> [YOUR ASSIGNMENT]: Using the data that follows, return exactly the lines from the one that contains "repository 6b5721bb7fdda81e" through the one that contains "pub trait Scene: Send", ends included.

> [DATA RECORDS]:

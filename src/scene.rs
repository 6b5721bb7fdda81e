//! Scene catalogue and two-phase detection.

use crate::frame::Frame;
use tracing::debug;

/// A named, detectable situation in the visual feed.
///
/// Scenes are stateless with respect to the detector but may keep internal
/// state of their own (template caches, thresholds).
pub trait Scene: Send {
    /// Scene name, used for events and status.
    fn name(&self) -> &str;

    /// Whether this scene is present in the given frame.
    fn detect(&mut self, frame: &Frame) -> bool;

    /// Optional capability tag used to restrict targeted scans.
    fn category(&self) -> Option<&str> {
        None
    }
}

/// Ordered scene catalogue with a current/previous cache.
///
/// Detection is two-phase to keep the common case cheap: the previously
/// active scene is re-checked first ("optimistic" path) and only on a miss
/// is the full catalogue scanned in registration order.
#[derive(Default)]
pub struct SceneDetector {
    scenes: Vec<Box<dyn Scene>>,
    current: Option<usize>,
    last: Option<usize>,
}

impl SceneDetector {
    /// Create an empty detector.
    pub fn new() -> Self {
        Self::default()
    }

    /// Append a scene to the catalogue. Registration order is the
    /// tie-break order for detection.
    pub fn register(&mut self, scene: Box<dyn Scene>) {
        self.scenes.push(scene);
    }

    /// Start a new cycle: forget the current scene but remember it for the
    /// optimistic re-check.
    pub fn reset(&mut self) {
        self.last = self.current.take();
    }

    /// Run two-phase detection against the frame, returning the index of
    /// the selected scene.
    pub fn detect(&mut self, frame: &Frame) -> Option<usize> {
        self.detect_filtered(frame, None)
    }

    /// Like [`detect`](Self::detect) but the full scan only considers
    /// scenes whose [`Scene::category`] matches `category`. The optimistic
    /// re-check is not filtered: a still-matching active scene stays
    /// current regardless of its tag.
    pub fn detect_filtered(&mut self, frame: &Frame, category: Option<&str>) -> Option<usize> {
        let latest = self.current.or(self.last);
        if let Some(idx) = latest {
            if self.scenes[idx].detect(frame) {
                self.current = Some(idx);
                return self.current;
            }
        }

        for idx in 0..self.scenes.len() {
            if Some(idx) == latest {
                continue;
            }
            if let Some(wanted) = category {
                if self.scenes[idx].category() != Some(wanted) {
                    continue;
                }
            }
            if self.scenes[idx].detect(frame) {
                debug!("scene changed to '{}'", self.scenes[idx].name());
                self.current = Some(idx);
                return self.current;
            }
        }

        if self.current.is_some() {
            debug!("scene changed to none");
            self.current = None;
        }
        None
    }

    /// Index of the currently active scene.
    pub fn current(&self) -> Option<usize> {
        self.current
    }

    /// Name of the currently active scene.
    pub fn current_name(&self) -> Option<&str> {
        self.current.map(|idx| self.scenes[idx].name())
    }

    /// Name of the scene at `idx`.
    pub fn name_of(&self, idx: usize) -> &str {
        self.scenes[idx].name()
    }

    /// Number of registered scenes.
    pub fn len(&self) -> usize {
        self.scenes.len()
    }

    /// Returns `true` when no scenes are registered.
    pub fn is_empty(&self) -> bool {
        self.scenes.is_empty()
    }
}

> [REPLY TO THE TASK]:
repository 6b5721bb7fdda81e
//! Scene catalogue and two-phase detection.

use crate::frame::Frame;
use tracing::debug;

/// A named, detectable situation in the visual feed.
///
/// Scenes are stateless with respect to the detector but may keep internal
/// state of their own (template caches, thresholds).
pub trait Scene: Send {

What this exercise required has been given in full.